» **Instructions for the task**
Find all lines below containing the string "Writes" and return them.

====== Given entries ======

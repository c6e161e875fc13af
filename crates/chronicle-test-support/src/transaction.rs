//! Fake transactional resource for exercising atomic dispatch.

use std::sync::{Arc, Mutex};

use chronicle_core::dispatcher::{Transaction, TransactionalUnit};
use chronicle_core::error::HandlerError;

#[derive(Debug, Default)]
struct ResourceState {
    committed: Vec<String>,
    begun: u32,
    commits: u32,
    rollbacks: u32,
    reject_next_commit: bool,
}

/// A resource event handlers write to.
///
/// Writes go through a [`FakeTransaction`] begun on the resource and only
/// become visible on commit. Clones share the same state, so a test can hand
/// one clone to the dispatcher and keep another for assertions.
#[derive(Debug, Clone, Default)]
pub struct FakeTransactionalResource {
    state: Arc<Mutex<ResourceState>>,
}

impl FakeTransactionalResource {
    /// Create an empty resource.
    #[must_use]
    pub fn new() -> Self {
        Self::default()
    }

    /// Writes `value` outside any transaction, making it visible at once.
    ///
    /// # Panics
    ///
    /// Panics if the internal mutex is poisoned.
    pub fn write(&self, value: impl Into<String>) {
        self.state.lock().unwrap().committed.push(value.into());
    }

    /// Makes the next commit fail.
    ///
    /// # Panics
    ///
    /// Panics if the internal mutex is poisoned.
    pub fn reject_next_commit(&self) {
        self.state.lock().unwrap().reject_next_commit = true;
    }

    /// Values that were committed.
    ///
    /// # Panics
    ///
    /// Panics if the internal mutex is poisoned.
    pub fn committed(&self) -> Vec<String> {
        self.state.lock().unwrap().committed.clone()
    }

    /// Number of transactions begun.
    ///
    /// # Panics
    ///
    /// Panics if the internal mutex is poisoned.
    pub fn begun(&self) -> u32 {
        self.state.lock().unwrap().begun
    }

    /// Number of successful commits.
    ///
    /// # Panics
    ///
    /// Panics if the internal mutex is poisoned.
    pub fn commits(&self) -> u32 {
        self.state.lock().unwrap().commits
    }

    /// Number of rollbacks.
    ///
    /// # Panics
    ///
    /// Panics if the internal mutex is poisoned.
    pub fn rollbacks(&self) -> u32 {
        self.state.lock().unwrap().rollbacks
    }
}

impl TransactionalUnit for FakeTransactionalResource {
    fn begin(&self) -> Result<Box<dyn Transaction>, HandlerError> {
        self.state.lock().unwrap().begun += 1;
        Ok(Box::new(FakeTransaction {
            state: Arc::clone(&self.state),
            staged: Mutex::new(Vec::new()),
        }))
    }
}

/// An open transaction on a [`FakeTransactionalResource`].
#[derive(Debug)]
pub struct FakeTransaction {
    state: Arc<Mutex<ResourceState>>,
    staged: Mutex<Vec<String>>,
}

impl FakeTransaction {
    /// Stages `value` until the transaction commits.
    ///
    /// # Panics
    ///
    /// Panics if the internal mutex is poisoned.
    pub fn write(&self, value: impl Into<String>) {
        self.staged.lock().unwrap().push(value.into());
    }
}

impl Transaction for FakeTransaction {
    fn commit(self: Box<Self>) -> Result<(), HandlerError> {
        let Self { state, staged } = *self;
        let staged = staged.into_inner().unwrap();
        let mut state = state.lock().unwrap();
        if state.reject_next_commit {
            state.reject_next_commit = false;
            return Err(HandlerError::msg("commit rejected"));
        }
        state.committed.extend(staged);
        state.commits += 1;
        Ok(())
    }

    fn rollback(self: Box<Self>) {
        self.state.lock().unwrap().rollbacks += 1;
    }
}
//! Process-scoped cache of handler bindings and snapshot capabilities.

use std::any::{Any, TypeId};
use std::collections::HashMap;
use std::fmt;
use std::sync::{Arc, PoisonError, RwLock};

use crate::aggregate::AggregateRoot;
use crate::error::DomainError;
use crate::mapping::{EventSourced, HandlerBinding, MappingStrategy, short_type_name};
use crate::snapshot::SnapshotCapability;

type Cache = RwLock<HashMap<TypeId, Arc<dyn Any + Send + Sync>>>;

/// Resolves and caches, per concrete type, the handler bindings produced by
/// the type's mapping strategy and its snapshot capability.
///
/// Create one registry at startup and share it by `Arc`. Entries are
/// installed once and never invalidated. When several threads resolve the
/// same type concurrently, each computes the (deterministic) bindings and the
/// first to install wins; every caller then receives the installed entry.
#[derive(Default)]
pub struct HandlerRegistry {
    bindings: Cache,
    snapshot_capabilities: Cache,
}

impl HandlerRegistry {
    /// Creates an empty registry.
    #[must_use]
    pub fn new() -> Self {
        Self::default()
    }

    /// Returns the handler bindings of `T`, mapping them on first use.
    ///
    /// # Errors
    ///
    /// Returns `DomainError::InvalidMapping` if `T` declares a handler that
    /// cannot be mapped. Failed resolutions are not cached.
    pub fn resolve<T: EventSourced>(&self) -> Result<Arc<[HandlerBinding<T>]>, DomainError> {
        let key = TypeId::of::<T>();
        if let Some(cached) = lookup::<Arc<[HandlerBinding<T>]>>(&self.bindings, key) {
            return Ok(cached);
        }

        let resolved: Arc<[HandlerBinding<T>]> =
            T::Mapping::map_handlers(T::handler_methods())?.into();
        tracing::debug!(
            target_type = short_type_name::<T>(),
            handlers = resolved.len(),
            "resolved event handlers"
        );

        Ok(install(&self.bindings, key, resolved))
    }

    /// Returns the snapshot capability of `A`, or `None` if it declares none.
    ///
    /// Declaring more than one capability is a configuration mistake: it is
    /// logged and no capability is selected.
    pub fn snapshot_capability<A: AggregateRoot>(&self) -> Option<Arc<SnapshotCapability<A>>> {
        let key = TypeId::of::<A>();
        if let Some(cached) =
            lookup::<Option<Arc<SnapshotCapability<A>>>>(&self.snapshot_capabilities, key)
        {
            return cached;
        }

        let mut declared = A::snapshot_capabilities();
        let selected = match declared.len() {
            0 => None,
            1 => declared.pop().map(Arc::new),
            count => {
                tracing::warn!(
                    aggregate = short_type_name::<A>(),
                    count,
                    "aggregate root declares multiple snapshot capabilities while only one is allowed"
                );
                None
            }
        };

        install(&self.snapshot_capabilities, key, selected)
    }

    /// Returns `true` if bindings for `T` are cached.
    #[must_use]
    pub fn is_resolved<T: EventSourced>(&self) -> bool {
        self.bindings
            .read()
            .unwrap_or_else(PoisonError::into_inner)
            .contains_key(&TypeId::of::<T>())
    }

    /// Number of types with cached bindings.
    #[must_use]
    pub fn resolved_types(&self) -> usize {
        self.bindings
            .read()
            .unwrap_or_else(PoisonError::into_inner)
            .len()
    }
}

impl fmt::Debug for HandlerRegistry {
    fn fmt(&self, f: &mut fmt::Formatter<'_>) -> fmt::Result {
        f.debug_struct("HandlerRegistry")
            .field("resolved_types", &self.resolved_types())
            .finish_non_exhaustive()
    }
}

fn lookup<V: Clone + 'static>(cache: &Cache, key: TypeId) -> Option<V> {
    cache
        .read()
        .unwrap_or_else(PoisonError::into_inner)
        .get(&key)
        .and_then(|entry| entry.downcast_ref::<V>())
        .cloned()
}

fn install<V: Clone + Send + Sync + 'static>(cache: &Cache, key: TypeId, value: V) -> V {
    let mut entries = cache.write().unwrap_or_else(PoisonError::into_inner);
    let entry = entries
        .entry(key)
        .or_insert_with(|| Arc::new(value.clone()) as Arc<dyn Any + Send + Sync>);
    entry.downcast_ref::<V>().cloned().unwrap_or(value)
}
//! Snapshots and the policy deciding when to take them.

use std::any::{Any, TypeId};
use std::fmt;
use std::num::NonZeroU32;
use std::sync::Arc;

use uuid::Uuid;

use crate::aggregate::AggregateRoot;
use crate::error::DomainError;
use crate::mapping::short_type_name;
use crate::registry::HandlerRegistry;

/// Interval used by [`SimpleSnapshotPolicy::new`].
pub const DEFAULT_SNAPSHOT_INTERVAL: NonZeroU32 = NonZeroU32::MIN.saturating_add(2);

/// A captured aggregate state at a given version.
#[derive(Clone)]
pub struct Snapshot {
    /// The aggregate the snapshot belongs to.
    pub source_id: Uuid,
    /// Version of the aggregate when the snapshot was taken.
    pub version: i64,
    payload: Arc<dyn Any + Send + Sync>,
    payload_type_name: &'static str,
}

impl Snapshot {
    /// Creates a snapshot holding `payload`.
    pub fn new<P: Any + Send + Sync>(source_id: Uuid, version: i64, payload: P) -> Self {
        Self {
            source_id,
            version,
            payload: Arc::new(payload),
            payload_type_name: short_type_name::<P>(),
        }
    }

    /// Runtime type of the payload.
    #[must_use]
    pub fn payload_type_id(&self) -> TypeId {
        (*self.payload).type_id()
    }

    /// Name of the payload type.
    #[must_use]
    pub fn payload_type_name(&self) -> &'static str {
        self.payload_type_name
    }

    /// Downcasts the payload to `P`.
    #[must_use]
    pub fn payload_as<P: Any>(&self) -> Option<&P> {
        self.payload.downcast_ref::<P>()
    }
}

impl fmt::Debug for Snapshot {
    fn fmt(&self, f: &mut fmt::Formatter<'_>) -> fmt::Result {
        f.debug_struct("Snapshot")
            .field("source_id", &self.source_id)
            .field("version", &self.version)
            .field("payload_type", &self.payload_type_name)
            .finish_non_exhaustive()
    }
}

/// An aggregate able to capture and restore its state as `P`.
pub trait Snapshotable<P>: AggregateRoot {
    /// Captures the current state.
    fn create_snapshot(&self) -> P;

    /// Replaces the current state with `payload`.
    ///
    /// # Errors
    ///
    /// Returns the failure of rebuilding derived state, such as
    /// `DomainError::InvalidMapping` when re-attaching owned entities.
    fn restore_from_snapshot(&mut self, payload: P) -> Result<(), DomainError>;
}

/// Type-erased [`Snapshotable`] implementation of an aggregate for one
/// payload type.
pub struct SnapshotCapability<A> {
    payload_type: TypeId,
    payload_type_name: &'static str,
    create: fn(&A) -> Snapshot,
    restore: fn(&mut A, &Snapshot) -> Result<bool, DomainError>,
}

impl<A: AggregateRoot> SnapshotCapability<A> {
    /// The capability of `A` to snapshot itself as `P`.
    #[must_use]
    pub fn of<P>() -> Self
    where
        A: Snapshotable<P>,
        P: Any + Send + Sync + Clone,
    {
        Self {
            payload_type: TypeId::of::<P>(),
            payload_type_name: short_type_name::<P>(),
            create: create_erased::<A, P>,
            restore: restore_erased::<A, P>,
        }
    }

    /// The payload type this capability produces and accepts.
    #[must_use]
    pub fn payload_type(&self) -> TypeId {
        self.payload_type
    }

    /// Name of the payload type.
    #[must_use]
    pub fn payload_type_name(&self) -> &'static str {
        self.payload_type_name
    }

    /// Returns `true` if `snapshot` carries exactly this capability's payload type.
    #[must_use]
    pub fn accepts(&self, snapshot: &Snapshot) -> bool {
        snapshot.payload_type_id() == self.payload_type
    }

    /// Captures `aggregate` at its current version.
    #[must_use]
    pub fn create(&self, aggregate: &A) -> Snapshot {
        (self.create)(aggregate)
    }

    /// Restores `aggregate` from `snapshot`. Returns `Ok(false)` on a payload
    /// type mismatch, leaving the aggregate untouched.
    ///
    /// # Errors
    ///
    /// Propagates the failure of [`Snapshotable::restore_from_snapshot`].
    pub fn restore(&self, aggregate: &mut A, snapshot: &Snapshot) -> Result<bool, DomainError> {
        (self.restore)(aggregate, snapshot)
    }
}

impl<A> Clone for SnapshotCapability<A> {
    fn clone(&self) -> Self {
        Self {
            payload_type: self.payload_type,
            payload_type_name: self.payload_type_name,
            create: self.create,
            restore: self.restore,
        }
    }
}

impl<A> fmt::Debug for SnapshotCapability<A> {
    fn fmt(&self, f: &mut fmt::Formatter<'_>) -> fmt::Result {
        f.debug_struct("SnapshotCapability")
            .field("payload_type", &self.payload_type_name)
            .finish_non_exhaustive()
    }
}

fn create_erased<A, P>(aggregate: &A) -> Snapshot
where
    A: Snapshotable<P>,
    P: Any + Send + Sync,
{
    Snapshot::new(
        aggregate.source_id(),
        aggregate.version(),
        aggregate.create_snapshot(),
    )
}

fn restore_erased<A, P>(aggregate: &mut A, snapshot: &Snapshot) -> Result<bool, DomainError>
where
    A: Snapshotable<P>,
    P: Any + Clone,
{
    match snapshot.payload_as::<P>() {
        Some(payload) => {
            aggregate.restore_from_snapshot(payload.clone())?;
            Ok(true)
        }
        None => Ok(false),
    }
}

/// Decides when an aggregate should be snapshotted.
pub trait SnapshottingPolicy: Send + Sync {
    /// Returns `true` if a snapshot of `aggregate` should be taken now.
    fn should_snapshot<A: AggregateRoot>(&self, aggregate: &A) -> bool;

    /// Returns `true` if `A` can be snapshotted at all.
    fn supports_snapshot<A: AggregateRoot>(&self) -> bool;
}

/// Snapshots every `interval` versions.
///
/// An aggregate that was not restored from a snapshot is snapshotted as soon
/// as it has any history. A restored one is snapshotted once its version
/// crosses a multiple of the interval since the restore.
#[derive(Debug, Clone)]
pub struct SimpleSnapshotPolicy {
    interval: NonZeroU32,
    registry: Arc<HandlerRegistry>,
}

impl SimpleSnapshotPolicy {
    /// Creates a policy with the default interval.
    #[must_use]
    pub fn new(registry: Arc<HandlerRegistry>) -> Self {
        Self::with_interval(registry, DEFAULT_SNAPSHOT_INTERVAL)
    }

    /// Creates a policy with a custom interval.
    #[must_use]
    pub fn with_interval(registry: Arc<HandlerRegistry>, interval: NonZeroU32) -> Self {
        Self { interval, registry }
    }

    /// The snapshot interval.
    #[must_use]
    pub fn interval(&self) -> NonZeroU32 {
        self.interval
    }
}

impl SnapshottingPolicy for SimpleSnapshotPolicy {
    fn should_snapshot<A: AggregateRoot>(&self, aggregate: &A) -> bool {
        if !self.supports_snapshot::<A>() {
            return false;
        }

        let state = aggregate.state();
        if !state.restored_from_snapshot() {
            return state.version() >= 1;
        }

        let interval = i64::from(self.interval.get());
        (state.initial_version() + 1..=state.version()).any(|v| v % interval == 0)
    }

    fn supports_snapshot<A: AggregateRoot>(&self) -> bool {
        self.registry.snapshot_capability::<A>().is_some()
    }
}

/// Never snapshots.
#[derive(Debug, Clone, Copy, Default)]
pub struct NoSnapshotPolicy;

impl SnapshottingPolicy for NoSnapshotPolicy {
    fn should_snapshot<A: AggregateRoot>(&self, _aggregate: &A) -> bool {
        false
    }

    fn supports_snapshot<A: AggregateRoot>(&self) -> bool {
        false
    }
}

======

» **Response to this task**
/// Writes go through a [`FakeTransaction`] begun on the resource and only
    /// Writes `value` outside any transaction, making it visible at once.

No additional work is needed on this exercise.